Task goal
From the records that follow, copy every line in which "rejected" appears.

Input material
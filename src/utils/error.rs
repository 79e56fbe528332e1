use crate::domain::cpf::CpfError;
use thiserror::Error;

#[derive(Error, Debug)]
pub enum RegistryError {
    #[error("Zip operation failed: {0}")]
    ZipError(#[from] zip::result::ZipError),

    #[error("CSV processing error: {0}")]
    CsvError(#[from] csv::Error),

    #[error("IO error: {0}")]
    IoError(#[from] std::io::Error),

    #[error("Serialization error: {0}")]
    SerializationError(#[from] serde_json::Error),

    #[error("Invalid CPF: {0}")]
    CpfError(#[from] CpfError),

    #[error("Configuration error: {message}")]
    ConfigError { message: String },

    #[error("Invalid value for '{field}' ({value}): {reason}")]
    InvalidConfigValueError {
        field: String,
        value: String,
        reason: String,
    },

    #[error("Missing required configuration: {field}")]
    MissingConfigError { field: String },

    #[error("Configuration validation failed for '{field}': {message}")]
    ConfigValidationError { field: String, message: String },

    #[error("Validation error: {message}")]
    ValidationError { message: String },
}

#[derive(Debug, Clone, Copy, PartialEq, Eq)]
pub enum ErrorCategory {
    Configuration,
    Input,
    Output,
    Validation,
}

#[derive(Debug, Clone, Copy, PartialEq, Eq, PartialOrd, Ord)]
pub enum ErrorSeverity {
    Low,
    Medium,
    High,
    Critical,
}

impl RegistryError {
    pub fn category(&self) -> ErrorCategory {
        match self {
            Self::ConfigError { .. }
            | Self::InvalidConfigValueError { .. }
            | Self::MissingConfigError { .. }
            | Self::ConfigValidationError { .. } => ErrorCategory::Configuration,
            Self::CsvError(_) => ErrorCategory::Input,
            Self::ZipError(_) | Self::IoError(_) | Self::SerializationError(_) => {
                ErrorCategory::Output
            }
            Self::CpfError(_) | Self::ValidationError { .. } => ErrorCategory::Validation,
        }
    }

    pub fn severity(&self) -> ErrorSeverity {
        match self.category() {
            ErrorCategory::Validation => ErrorSeverity::Medium,
            ErrorCategory::Configuration | ErrorCategory::Input => ErrorSeverity::High,
            ErrorCategory::Output => ErrorSeverity::Critical,
        }
    }

    /// Exit code used by the binaries.
    pub fn exit_code(&self) -> i32 {
        match self.severity() {
            ErrorSeverity::Low => 0,
            ErrorSeverity::Medium => 2,
            ErrorSeverity::High => 1,
            ErrorSeverity::Critical => 3,
        }
    }

    pub fn recovery_suggestion(&self) -> &'static str {
        match self {
            Self::CsvError(_) => {
                "Check that the export is a CSV file with a header row and the expected delimiter"
            }
            Self::IoError(_) => "Check that the input file exists and the output directory is writable",
            Self::ZipError(_) | Self::SerializationError(_) => {
                "Retry the audit; if it keeps failing, report the input file that triggers it"
            }
            Self::CpfError(_) => "Re-type the CPF as 11 digits, e.g. 529.982.247-25",
            Self::MissingConfigError { .. } => "Add the missing key to the configuration file",
            Self::ConfigError { .. }
            | Self::InvalidConfigValueError { .. }
            | Self::ConfigValidationError { .. } => "Fix the configuration value and run again",
            Self::ValidationError { .. } => "Correct the record and submit it again",
        }
    }

    pub fn user_friendly_message(&self) -> String {
        match self.category() {
            ErrorCategory::Configuration => format!("Configuration problem: {}", self),
            ErrorCategory::Input => format!("Could not read the registry export: {}", self),
            ErrorCategory::Output => format!("Could not write the audit report: {}", self),
            ErrorCategory::Validation => format!("Record rejected: {}", self),
        }
    }
}

pub type Result<T> = std::result::Result<T, RegistryError>;

#[cfg(test)]
mod tests {
    use super::*;

    #[test]
    fn test_cpf_error_converts_and_classifies() {
        let err: RegistryError = CpfError::RepeatedDigits.into();
        assert_eq!(err.category(), ErrorCategory::Validation);
        assert_eq!(err.exit_code(), 2);
        assert!(err.user_friendly_message().starts_with("Record rejected"));
    }

    #[test]
    fn test_config_errors_are_high_severity() {
        let err = RegistryError::MissingConfigError {
            field: "source.input_file".to_string(),
        };
        assert_eq!(err.severity(), ErrorSeverity::High);
        assert_eq!(err.exit_code(), 1);
        assert_eq!(
            err.to_string(),
            "Missing required configuration: source.input_file"
        );
    }
}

Finished exercise
            ErrorCategory::Validation => format!("Record rejected: {}", self),
        assert!(err.user_friendly_message().starts_with("Record rejected"));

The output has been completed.